▸ TASK STATEMENT
Every line containing "bool" should be identified and copied from the data below.

--- START ---

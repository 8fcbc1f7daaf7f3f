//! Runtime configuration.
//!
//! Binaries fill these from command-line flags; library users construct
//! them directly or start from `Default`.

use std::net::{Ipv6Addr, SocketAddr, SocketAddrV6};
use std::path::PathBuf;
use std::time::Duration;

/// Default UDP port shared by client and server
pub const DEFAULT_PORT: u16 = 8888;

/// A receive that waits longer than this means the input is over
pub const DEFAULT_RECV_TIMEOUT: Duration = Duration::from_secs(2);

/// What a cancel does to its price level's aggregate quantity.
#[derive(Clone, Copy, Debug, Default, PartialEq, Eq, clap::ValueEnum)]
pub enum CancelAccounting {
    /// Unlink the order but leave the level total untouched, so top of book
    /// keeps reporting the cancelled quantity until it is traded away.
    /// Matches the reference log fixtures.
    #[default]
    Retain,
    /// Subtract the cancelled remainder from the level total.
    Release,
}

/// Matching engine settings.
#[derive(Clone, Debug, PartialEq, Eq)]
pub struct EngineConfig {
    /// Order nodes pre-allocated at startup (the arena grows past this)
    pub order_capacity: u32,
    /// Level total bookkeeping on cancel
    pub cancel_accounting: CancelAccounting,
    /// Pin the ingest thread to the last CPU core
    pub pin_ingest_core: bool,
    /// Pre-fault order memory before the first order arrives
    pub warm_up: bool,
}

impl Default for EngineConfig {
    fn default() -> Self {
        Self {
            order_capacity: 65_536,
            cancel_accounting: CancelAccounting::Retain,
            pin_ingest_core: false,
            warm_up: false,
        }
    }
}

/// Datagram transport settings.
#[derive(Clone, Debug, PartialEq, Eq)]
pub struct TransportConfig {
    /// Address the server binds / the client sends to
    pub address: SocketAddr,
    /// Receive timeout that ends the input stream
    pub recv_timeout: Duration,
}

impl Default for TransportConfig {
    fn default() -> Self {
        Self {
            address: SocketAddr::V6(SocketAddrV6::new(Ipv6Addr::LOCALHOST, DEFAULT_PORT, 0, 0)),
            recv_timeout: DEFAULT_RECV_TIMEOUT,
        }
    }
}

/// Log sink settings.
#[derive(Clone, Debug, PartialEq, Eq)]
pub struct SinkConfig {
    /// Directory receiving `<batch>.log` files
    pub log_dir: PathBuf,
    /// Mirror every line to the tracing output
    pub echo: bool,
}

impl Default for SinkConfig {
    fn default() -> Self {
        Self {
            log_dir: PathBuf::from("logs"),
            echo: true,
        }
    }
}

--- END ---

▸ COMPLETED EXERCISE
    pub pin_ingest_core: bool,
    pub warm_up: bool,
    pub echo: bool,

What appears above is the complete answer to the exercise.